With spending on business cards increasing at a faster rate than on general-purpose cards, some issuers are casting more marketing dollars behind these cards, while developing existing card portfolios.

Small businesses, in turn, are lured by high credit lines, the ability to revolve, and reduced administrative costs.

"Using business credit cards reduces internal costs per transaction by 50% to 70% and is more efficient than other methods of payment," said Stanley Anderson, president of the Denver-based consultancy Anderson and Associates.

A recent survey from MasterCard International shows where small-business executives use credit cards the most.

The use of cards to purchase meals showed the most marked increase - to 49% from 38% last year. Business travel expenses charged to business cards increased slightly, to 48% from 45%.

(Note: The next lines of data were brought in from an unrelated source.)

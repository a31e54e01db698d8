//! Centralized API error handling for KodBank
//!
//! This module provides a unified error type for API responses with proper
//! HTTP status code mapping and JSON error responses.

use axum::{
    http::StatusCode,
    response::{IntoResponse, Response},
    Json,
};
use serde::Serialize;
use thiserror::Error;

use crate::auth::AuthError;
use crate::store::StoreError;

/// Message returned for every server-side failure
const SERVER_ERROR_MESSAGE: &str = "Server error";

/// API error type with HTTP status code mapping
#[derive(Error, Debug)]
pub enum ApiError {
    #[error("{0}")]
    ValidationError(String),

    #[error("{0}")]
    Conflict(String),

    #[error("{0}")]
    Unauthorized(String),

    #[error("{0}")]
    NotFound(String),

    #[error("Method not allowed")]
    MethodNotAllowed,

    #[error("Internal server error: {0}")]
    InternalError(String),

    #[error("Database error: {0}")]
    DatabaseError(String),
}

/// JSON error response body
#[derive(Serialize)]
pub struct ErrorResponse {
    pub success: bool,
    pub code: String,
    pub message: String,
}

impl ApiError {
    /// Get the error code string
    pub fn error_code(&self) -> &'static str {
        match self {
            ApiError::ValidationError(_) => "VALIDATION_ERROR",
            ApiError::Conflict(_) => "CONFLICT",
            ApiError::Unauthorized(_) => "UNAUTHORIZED",
            ApiError::NotFound(_) => "NOT_FOUND",
            ApiError::MethodNotAllowed => "METHOD_NOT_ALLOWED",
            ApiError::InternalError(_) => "INTERNAL_ERROR",
            ApiError::DatabaseError(_) => "DATABASE_ERROR",
        }
    }

    /// Get the HTTP status code
    pub fn status_code(&self) -> StatusCode {
        match self {
            ApiError::ValidationError(_) => StatusCode::BAD_REQUEST,
            ApiError::Conflict(_) => StatusCode::BAD_REQUEST,
            ApiError::Unauthorized(_) => StatusCode::UNAUTHORIZED,
            ApiError::NotFound(_) => StatusCode::NOT_FOUND,
            ApiError::MethodNotAllowed => StatusCode::METHOD_NOT_ALLOWED,
            ApiError::InternalError(_) => StatusCode::INTERNAL_SERVER_ERROR,
            ApiError::DatabaseError(_) => StatusCode::INTERNAL_SERVER_ERROR,
        }
    }

    /// Message safe to show the caller
    pub fn public_message(&self) -> String {
        if self.status_code().is_server_error() {
            SERVER_ERROR_MESSAGE.to_string()
        } else {
            self.to_string()
        }
    }
}

impl IntoResponse for ApiError {
    fn into_response(self) -> Response {
        let status = self.status_code();
        let error_code = self.error_code();

        // Log server errors
        if status.is_server_error() {
            tracing::error!(error = %self, code = %error_code, "Server error occurred");
        } else {
            tracing::debug!(error = %self, code = %error_code, "Client error occurred");
        }

        let body = ErrorResponse {
            success: false,
            code: error_code.to_string(),
            message: self.public_message(),
        };

        (status, Json(body)).into_response()
    }
}

impl From<StoreError> for ApiError {
    fn from(err: StoreError) -> Self {
        match err {
            StoreError::Duplicate(field) => ApiError::Conflict(format!("{} already exists", field)),
            other => ApiError::DatabaseError(other.to_string()),
        }
    }
}

impl From<AuthError> for ApiError {
    fn from(err: AuthError) -> Self {
        match err {
            AuthError::Validation(message) => ApiError::ValidationError(message),
            AuthError::Conflict(field) => ApiError::Conflict(format!("{} already exists", field)),
            AuthError::InvalidCredentials => {
                ApiError::Unauthorized("Invalid credentials".to_string())
            }
            AuthError::Store(e) => e.into(),
            AuthError::Password(e) => ApiError::InternalError(e.to_string()),
            AuthError::Token(e) => ApiError::InternalError(e.to_string()),
        }
    }
}

/// Result type alias using ApiError
pub type ApiResult<T> = Result<T, ApiError>;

At the end of the second quarter, MasterCard said its commercial card products purchasing volume grew 42% from second quarter 1995, to $9.2 billion. By contrast its gold card product volume for the same period increased 25%, to $64 billion.

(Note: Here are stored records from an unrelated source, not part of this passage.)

//! KodBank Backend Server
//!
//! HTTP API for customer registration, cookie-based sessions and balance
//! enquiries, backed by PostgreSQL.

use std::net::SocketAddr;
use std::sync::Arc;

use anyhow::Context;
use axum::http::{header, HeaderValue, Method};
use tokio::signal;
use tower_http::cors::CorsLayer;

use kodbank_server::config::Config;
use kodbank_server::db;
use kodbank_server::middleware;
use kodbank_server::routes::create_router;
use kodbank_server::state::AppState;
use kodbank_server::store::{PgTokenLedger, PgUserStore};

#[tokio::main]
async fn main() -> anyhow::Result<()> {
    // Load configuration
    let config = Config::from_env().context("Failed to load configuration")?;

    // Initialize tracing
    tracing_subscriber::fmt()
        .with_env_filter(
            tracing_subscriber::EnvFilter::try_from_default_env()
                .unwrap_or_else(|_| tracing_subscriber::EnvFilter::new(&config.log_level)),
        )
        .with_target(true)
        .with_thread_ids(true)
        .with_file(true)
        .with_line_number(true)
        .init();

    tracing::info!(environment = config.environment.as_str(), "Starting KodBank API");

    // Initialize database connection pool
    let db_pool = db::create_pool(&config).await?;
    db::run_migrations(&db_pool).await?;

    let users = Arc::new(PgUserStore::new(db_pool.clone()));
    let ledger = Arc::new(PgTokenLedger::new(db_pool));

    // Create shared app state
    let app_state = AppState::from_config(&config, users, ledger);

    let mut app = create_router(app_state)
        .layer(axum::middleware::from_fn(middleware::request_tracing))
        .layer(configure_cors(&config));

    if config.environment.is_production() {
        app = app.layer(axum::middleware::from_fn(middleware::hsts_header));
    }

    let addr = SocketAddr::from(([0, 0, 0, 0], config.port));

    tracing::info!("Server listening on {}", addr);
    tracing::info!("Health check at http://{}/health", addr);

    let listener = tokio::net::TcpListener::bind(addr)
        .await
        .with_context(|| format!("Failed to bind {}", addr))?;

    // Serve with graceful shutdown
    axum::serve(listener, app)
        .with_graceful_shutdown(shutdown_signal())
        .await
        .context("Server error")?;

    tracing::info!("Server shutdown complete");
    Ok(())
}

/// CORS for the browser front end. Credentials are allowed, so origins,
/// methods and headers must all be listed explicitly.
fn configure_cors(config: &Config) -> CorsLayer {
    let origins: Vec<HeaderValue> = config
        .allowed_origins()
        .iter()
        .filter_map(|origin| match origin.parse() {
            Ok(value) => Some(value),
            Err(_) => {
                tracing::warn!(origin = %origin, "Ignoring unparsable CORS origin");
                None
            }
        })
        .collect();

    CorsLayer::new()
        .allow_origin(origins)
        .allow_credentials(true)
        .allow_methods([Method::GET, Method::POST, Method::OPTIONS])
        .allow_headers([header::CONTENT_TYPE, header::ACCEPT])
}

/// Graceful shutdown signal handler
async fn shutdown_signal() {
    let ctrl_c = async {
        if let Err(e) = signal::ctrl_c().await {
            tracing::error!(error = %e, "Failed to install Ctrl+C handler");
            std::future::pending::<()>().await;
        }
    };

    #[cfg(unix)]
    let terminate = async {
        match signal::unix::signal(signal::unix::SignalKind::terminate()) {
            Ok(mut stream) => {
                stream.recv().await;
            }
            Err(e) => {
                tracing::error!(error = %e, "Failed to install SIGTERM handler");
                std::future::pending::<()>().await;
            }
        }
    };

    #[cfg(not(unix))]
    let terminate = std::future::pending::<()>();

    tokio::select! {
        _ = ctrl_c => {
            tracing::info!("Received Ctrl+C, initiating graceful shutdown...");
        }
        _ = terminate => {
            tracing::info!("Received SIGTERM, initiating graceful shutdown...");
        }
    }
}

"The past four or five years of strong economic growth have put small businesses in a healthier position to work with associations in the area of issuing cards, " said Al Diamant, MasterCard International vice president, commercial products management.

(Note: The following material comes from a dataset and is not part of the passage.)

//! Shared state handed to the router

mod app_state;

pub use app_state::AppState;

"MasterCard's advertising efforts have helped to produce good growth results," he added.

Visa was not available to provide volume figures, while American Express declined to do so, saying only that its business card program was "growing healthily."

"Small businesses are not as conservative about issuing cards to their employees as they were in the past," said Ernie Berger, senior vice president of marketing for American Express.

"They need an efficient way to keep track of expenses and limit expenditures," he added.

Meanwhile, MasterCard's nationwide survey of 310 owners and managers of small businesses revealed that they rarely used cash for office-related expenses. The main use was for meals - at 9%, down from 12%.

Despite these trends, the survey also showed that more checks are being used to purchase office supplies. Respondents said they wrote checks for large-ticket items, such as computers and copiers, 51% of the time, compared to 44% last year. They wrote checks 39% of the time for smaller office-supply orders, a 1% increase.

One reason for the jump in check-writing may be that some suppliers are not equipped to accept credit cards, said Mr. Anderson.

"There may also be resistance on the part of the (supplier) to move from paper-based transactions, because merchant fees that average 2.4% per transaction can become very costly with larger purchases," he added.

On the other hand, Mr. Berger said, small businesses might be reluctant to charge large purchases on a credit card.

"If the business is a couple of days late with their payment, which is often the case," he said, "they face extraordinary charges on their bill."